Work instructions — When you reach the line in the data below that contains "pub trait TranscriptionClient: Send", please start repeating lines exactly, and stop after the line that contains "pub trait EmbeddingClient: Send", repeating nothing else.

= = = =

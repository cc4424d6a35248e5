//! External collaborator clients
//!
//! The pipeline talks to its collaborators through object-safe traits so
//! tests can substitute instrumented fakes. Production wiring uses the local
//! filesystem blob store and one OpenAI-backed client implementing all three
//! AI traits.

pub mod blob_store;
pub mod openai_client;
pub mod report_generator;

pub use blob_store::{BlobStore, LocalBlobStore};
pub use openai_client::OpenAiClient;
pub use report_generator::ReportGenerator;

use async_trait::async_trait;
use std::path::Path;
use thiserror::Error;

/// Collaborator call failure
#[derive(Debug, Error)]
pub enum ServiceError {
    #[error("Network error: {0}")]
    Network(String),

    #[error("API error {0}: {1}")]
    Api(u16, String),

    #[error("Parse error: {0}")]
    Parse(String),

    #[error("OpenAI API key not configured")]
    MissingApiKey,

    #[error("Empty input: {0}")]
    EmptyInput(String),

    #[error("IO error: {0}")]
    Io(#[from] std::io::Error),
}

/// Speech-to-text collaborator
#[async_trait]
pub trait TranscriptionClient: Send + Sync {
    /// Transcribe the audio file at `audio_path` and return the text
    async fn transcribe(
        &self,
        audio_path: &Path,
        filename: &str,
        mime_type: &str,
    ) -> Result<String, ServiceError>;
}

/// Text embedding collaborator, used to rank transcript segments
#[async_trait]
pub trait EmbeddingClient: Send + Sync {
    /// Embed each input text; returns one vector per input, in order
    async fn embed(&self, texts: &[String]) -> Result<Vec<Vec<f32>>, ServiceError>;
}

/// Chat completion collaborator
#[async_trait]
pub trait ChatClient: Send + Sync {
    async fn complete(&self, system_prompt: &str, user_prompt: &str)
        -> Result<String, ServiceError>;
}
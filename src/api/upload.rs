//! Single-shot upload endpoint
//!
//! `POST /upload-audio` accepts one complete audio file as multipart form
//! data and runs the ingestion pipeline on it directly, no session involved.

use axum::{
    extract::{Multipart, Query, State},
    http::HeaderMap,
    routing::post,
    Json, Router,
};
use serde::Deserialize;
use serde_json::{json, Value};
use uuid::Uuid;

use crate::api::request_identity;
use crate::dedup::{fingerprint, FingerprintContext};
use crate::error::{ApiError, ApiResult};
use crate::pipeline::{ArtifactMetadata, PipelineOutcome, ProcessOptions};
use crate::upload::TempFileGuard;
use crate::AppState;

/// Build single-shot upload routes
pub fn routes() -> Router<AppState> {
    Router::new().route("/upload-audio", post(upload_audio))
}

#[derive(Debug, Deserialize)]
#[serde(rename_all = "camelCase")]
struct UploadQuery {
    #[serde(rename = "skipAI")]
    skip_ai: Option<String>,
    api_key: Option<String>,
    client_id: Option<String>,
    request_id: Option<String>,
}

/// **POST /upload-audio** - Ingest one complete audio file
///
/// Multipart fields: the file as `audio`, plus optional `userId`, `apiKey`,
/// `clientId`, and `requestId` text fields. `skipAI=true` (query or field)
/// stores the file without transcription or report.
async fn upload_audio(
    State(state): State<AppState>,
    headers: HeaderMap,
    Query(query): Query<UploadQuery>,
    mut multipart: Multipart,
) -> ApiResult<Json<Value>> {
    let mut payload: Option<axum::body::Bytes> = None;
    let mut filename: Option<String> = None;
    let mut mime_type: Option<String> = None;
    let mut user_id: Option<String> = None;
    let mut field_api_key: Option<String> = None;
    let mut field_client_id: Option<String> = None;
    let mut field_request_id: Option<String> = None;
    let mut field_skip_ai = false;

    while let Some(field) = multipart
        .next_field()
        .await
        .map_err(|e| ApiError::BadRequest(format!("Malformed multipart body: {e}")))?
    {
        match field.name().unwrap_or("") {
            "audio" => {
                filename = field.file_name().map(str::to_string);
                mime_type = field.content_type().map(str::to_string);
                payload = Some(field.bytes().await.map_err(|e| {
                    ApiError::BadRequest(format!("Failed to read audio payload: {e}"))
                })?);
            }
            "userId" => user_id = Some(read_text(field).await?),
            "apiKey" => field_api_key = Some(read_text(field).await?),
            "clientId" => field_client_id = Some(read_text(field).await?),
            "requestId" => field_request_id = Some(read_text(field).await?),
            "skipAI" => field_skip_ai = read_text(field).await? == "true",
            _ => {}
        }
    }

    let payload = payload.ok_or_else(|| ApiError::MissingMetadata("audio".to_string()))?;
    if payload.len() as u64 > state.config.max_chunk_bytes {
        return Err(ApiError::PayloadTooLarge {
            size: payload.len() as u64,
            limit: state.config.max_chunk_bytes,
        });
    }

    let original_filename = filename.unwrap_or_else(|| "recording.m4a".to_string());
    let mime_type = mime_type.unwrap_or_else(|| "audio/mp4".to_string());
    let size_bytes = payload.len() as u64;

    // Spool to disk; the pipeline consumes the file from here.
    tokio::fs::create_dir_all(state.config.tmp_dir()).await?;
    let artifact_path = state
        .config
        .tmp_dir()
        .join(format!("upload-{}.tmp", Uuid::new_v4()));
    let guard = TempFileGuard::new(artifact_path.clone());
    tokio::fs::write(&artifact_path, &payload).await?;
    guard.disarm();

    tracing::info!(
        filename = %original_filename,
        size_bytes,
        "Received single-shot upload"
    );

    let (client_id, request_id) = request_identity(
        &headers,
        query.client_id.as_deref().or(field_client_id.as_deref()),
        query.request_id.as_deref().or(field_request_id.as_deref()),
    );
    let signature = fingerprint(
        &FingerprintContext {
            client_id: client_id.as_deref(),
            request_id: request_id.as_deref(),
            user_id: user_id.as_deref(),
            payload_size: size_bytes,
        },
        state.config.fingerprint_bucket,
    );

    let skip_ai = query.skip_ai.as_deref() == Some("true") || field_skip_ai;
    let pipeline = state.pipeline_for(query.api_key.or(field_api_key));

    let outcome = pipeline
        .process(
            artifact_path,
            ArtifactMetadata {
                original_filename,
                mime_type,
                size_bytes,
                user_id,
                chunk_count: None,
            },
            signature,
            ProcessOptions { skip_ai },
        )
        .await?;

    Ok(Json(match outcome {
        PipelineOutcome::Completed(record) => json!({
            "success": true,
            "message": "File uploaded and processed successfully",
            "recordingId": record.id,
            "file": {
                "filename": record.filename,
                "path": record.path,
                "storageUrl": record.storage_url,
                "size": record.size_bytes,
            },
            "transcript": record.transcript,
            "report": record.report,
        }),
        PipelineOutcome::Duplicate { recording_id, original_timestamp } => json!({
            "success": true,
            "isDuplicate": true,
            "message": "Duplicate request detected; returning the original recording",
            "recordingId": recording_id,
            "originalTimestamp": original_timestamp.to_rfc3339(),
        }),
    }))
}

async fn read_text(field: axum::extract::multipart::Field<'_>) -> ApiResult<String> {
    field
        .text()
        .await
        .map_err(|e| ApiError::BadRequest(format!("Malformed multipart field: {e}")))
}
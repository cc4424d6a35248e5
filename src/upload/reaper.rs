//! Expiry reaper
//!
//! Background task that runs on a fixed period, independent of request
//! traffic, and reclaims abandoned upload sessions and stale dedup entries.
//! Bounds memory and disk usage under client abandonment: a client that
//! starts an upload and disappears cannot leak state indefinitely.

use std::time::Duration;
use tokio::task::JoinHandle;

use crate::dedup::DeduplicationCache;
use crate::upload::store::UploadSessionStore;

/// Sweep policy: how often to run and what counts as stale
#[derive(Debug, Clone, Copy)]
pub struct ReaperConfig {
    pub period: Duration,
    pub session_ttl: Duration,
    pub dedup_window: Duration,
}

/// Spawn the periodic sweep task. Runs until the process exits.
pub fn spawn(
    store: UploadSessionStore,
    dedup: DeduplicationCache,
    config: ReaperConfig,
) -> JoinHandle<()> {
    tokio::spawn(async move {
        let mut interval = tokio::time::interval(config.period);
        // The first tick fires immediately; skip it so a fresh process
        // doesn't sweep before it has served anything.
        interval.tick().await;

        loop {
            interval.tick().await;
            let sessions = store.sweep_expired(config.session_ttl).await;
            let entries = dedup.sweep_expired(config.dedup_window);
            if sessions > 0 || entries > 0 {
                tracing::info!(
                    expired_sessions = sessions,
                    expired_dedup_entries = entries,
                    "Expiry sweep reclaimed state"
                );
            } else {
                tracing::debug!("Expiry sweep found nothing to reclaim");
            }
        }
    })
}
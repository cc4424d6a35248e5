//! Recording CRUD endpoints

use axum::{
    extract::{Path, Query, State},
    routing::{delete, get},
    Json, Router,
};
use chrono::Utc;
use serde::Deserialize;
use serde_json::{json, Value};

use crate::db::recordings;
use crate::error::{ApiError, ApiResult};
use crate::AppState;

/// Build recording routes. `/recordings/all` is registered alongside
/// `/recordings/:id`; the literal segment takes precedence, so the bulk
/// delete is reachable and "all" is not a valid recording id.
pub fn routes() -> Router<AppState> {
    Router::new()
        .route("/recordings", get(list_recordings))
        .route("/recordings/all", delete(delete_all_recordings))
        .route(
            "/recordings/:id",
            get(get_recording).delete(delete_recording),
        )
}

#[derive(Debug, Deserialize)]
#[serde(rename_all = "camelCase")]
struct ListQuery {
    user_id: Option<String>,
}

/// **GET /recordings** - List recordings, newest first, capped at 100
async fn list_recordings(
    State(state): State<AppState>,
    Query(query): Query<ListQuery>,
) -> ApiResult<Json<Value>> {
    let records = recordings::list_recordings(&state.db, query.user_id.as_deref()).await?;

    Ok(Json(json!({
        "success": true,
        "count": records.len(),
        "recordings": records,
        "timestamp": Utc::now().to_rfc3339(),
    })))
}

/// **GET /recordings/:id** - Fetch one recording by id
async fn get_recording(
    State(state): State<AppState>,
    Path(id): Path<String>,
) -> ApiResult<Json<Value>> {
    let record = recordings::get_recording(&state.db, &id)
        .await?
        .ok_or_else(|| ApiError::NotFound(format!("Recording {id}")))?;

    Ok(Json(json!({
        "success": true,
        "recording": record,
    })))
}

/// **DELETE /recordings/:id** - Delete one recording by id
async fn delete_recording(
    State(state): State<AppState>,
    Path(id): Path<String>,
) -> ApiResult<Json<Value>> {
    let removed = recordings::delete_recording(&state.db, &id).await?;
    if !removed {
        return Err(ApiError::NotFound(format!("Recording {id}")));
    }

    tracing::info!(recording_id = %id, "Recording deleted");
    Ok(Json(json!({
        "success": true,
        "message": format!("Recording {id} deleted"),
    })))
}

#[derive(Debug, Deserialize)]
#[serde(rename_all = "camelCase")]
struct DeleteAllQuery {
    user_id: Option<String>,
}

/// **DELETE /recordings/all** - Bulk delete, optionally scoped to one user
async fn delete_all_recordings(
    State(state): State<AppState>,
    Query(query): Query<DeleteAllQuery>,
) -> ApiResult<Json<Value>> {
    let removed = recordings::delete_all_recordings(&state.db, query.user_id.as_deref()).await?;

    tracing::info!(removed, user_id = ?query.user_id, "Bulk recording delete");
    Ok(Json(json!({
        "success": true,
        "deletedCount": removed,
    })))
}
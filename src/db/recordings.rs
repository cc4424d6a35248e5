//! Recording record persistence
//!
//! Insert-once rows; listing is newest-first and capped. Bulk delete
//! optionally filters by owning user.

use chrono::{DateTime, Utc};
use sqlx::SqlitePool;

use crate::models::{RecordingMetadata, RecordingRecord};

/// Hard cap on listing results
pub const LIST_LIMIT: i64 = 100;

type RecordingRow = (
    String,         // guid
    String,         // filename
    String,         // path
    String,         // storage_url
    i64,            // size_bytes
    String,         // uploaded_at (RFC 3339)
    Option<String>, // transcript
    Option<String>, // report
    Option<String>, // user_id
    String,         // metadata JSON
);

fn row_to_record(row: RecordingRow) -> Result<RecordingRecord, sqlx::Error> {
    let (guid, filename, path, storage_url, size_bytes, uploaded_at, transcript, report, user_id, metadata) =
        row;

    let uploaded_at = DateTime::parse_from_rfc3339(&uploaded_at)
        .map_err(|e| sqlx::Error::Decode(Box::new(e)))?
        .with_timezone(&Utc);
    let metadata: RecordingMetadata =
        serde_json::from_str(&metadata).map_err(|e| sqlx::Error::Decode(Box::new(e)))?;

    Ok(RecordingRecord {
        id: guid,
        filename,
        path,
        storage_url,
        size_bytes: size_bytes.max(0) as u64,
        uploaded_at,
        transcript,
        report,
        user_id,
        metadata,
    })
}

/// Insert a recording record
pub async fn insert_recording(db: &SqlitePool, record: &RecordingRecord) -> Result<(), sqlx::Error> {
    let metadata = serde_json::to_string(&record.metadata)
        .map_err(|e| sqlx::Error::Encode(Box::new(e)))?;

    sqlx::query(
        r#"
        INSERT INTO recordings
            (guid, filename, path, storage_url, size_bytes, uploaded_at,
             transcript, report, user_id, metadata)
        VALUES (?, ?, ?, ?, ?, ?, ?, ?, ?, ?)
        "#,
    )
    .bind(&record.id)
    .bind(&record.filename)
    .bind(&record.path)
    .bind(&record.storage_url)
    .bind(record.size_bytes as i64)
    .bind(record.uploaded_at.to_rfc3339())
    .bind(&record.transcript)
    .bind(&record.report)
    .bind(&record.user_id)
    .bind(metadata)
    .execute(db)
    .await?;

    tracing::debug!(recording_id = %record.id, "Recording persisted");

    Ok(())
}

/// List recordings, newest first, optionally filtered by user, capped at [`LIST_LIMIT`]
pub async fn list_recordings(
    db: &SqlitePool,
    user_id: Option<&str>,
) -> Result<Vec<RecordingRecord>, sqlx::Error> {
    let rows: Vec<RecordingRow> = match user_id {
        Some(user) => {
            sqlx::query_as(
                r#"
                SELECT guid, filename, path, storage_url, size_bytes, uploaded_at,
                       transcript, report, user_id, metadata
                FROM recordings
                WHERE user_id = ?
                ORDER BY uploaded_at DESC
                LIMIT ?
                "#,
            )
            .bind(user)
            .bind(LIST_LIMIT)
            .fetch_all(db)
            .await?
        }
        None => {
            sqlx::query_as(
                r#"
                SELECT guid, filename, path, storage_url, size_bytes, uploaded_at,
                       transcript, report, user_id, metadata
                FROM recordings
                ORDER BY uploaded_at DESC
                LIMIT ?
                "#,
            )
            .bind(LIST_LIMIT)
            .fetch_all(db)
            .await?
        }
    };

    rows.into_iter().map(row_to_record).collect()
}

/// Fetch one recording by id
pub async fn get_recording(
    db: &SqlitePool,
    id: &str,
) -> Result<Option<RecordingRecord>, sqlx::Error> {
    let row: Option<RecordingRow> = sqlx::query_as(
        r#"
        SELECT guid, filename, path, storage_url, size_bytes, uploaded_at,
               transcript, report, user_id, metadata
        FROM recordings
        WHERE guid = ?
        "#,
    )
    .bind(id)
    .fetch_optional(db)
    .await?;

    row.map(row_to_record).transpose()
}

/// Delete one recording by id; returns whether a row was removed
pub async fn delete_recording(db: &SqlitePool, id: &str) -> Result<bool, sqlx::Error> {
    let result = sqlx::query("DELETE FROM recordings WHERE guid = ?")
        .bind(id)
        .execute(db)
        .await?;

    Ok(result.rows_affected() > 0)
}

/// Delete all recordings, optionally filtered by user; returns removed count
pub async fn delete_all_recordings(
    db: &SqlitePool,
    user_id: Option<&str>,
) -> Result<u64, sqlx::Error> {
    let result = match user_id {
        Some(user) => {
            sqlx::query("DELETE FROM recordings WHERE user_id = ?")
                .bind(user)
                .execute(db)
                .await?
        }
        None => sqlx::query("DELETE FROM recordings").execute(db).await?,
    };

    Ok(result.rows_affected())
}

= = = =

Result below —
pub trait TranscriptionClient: Send + Sync {
    /// Transcribe the audio file at `audio_path` and return the text
    async fn transcribe(
        &self,
        audio_path: &Path,
        filename: &str,
        mime_type: &str,
    ) -> Result<String, ServiceError>;
}

/// Text embedding collaborator, used to rank transcript segments
#[async_trait]
pub trait EmbeddingClient: Send + Sync {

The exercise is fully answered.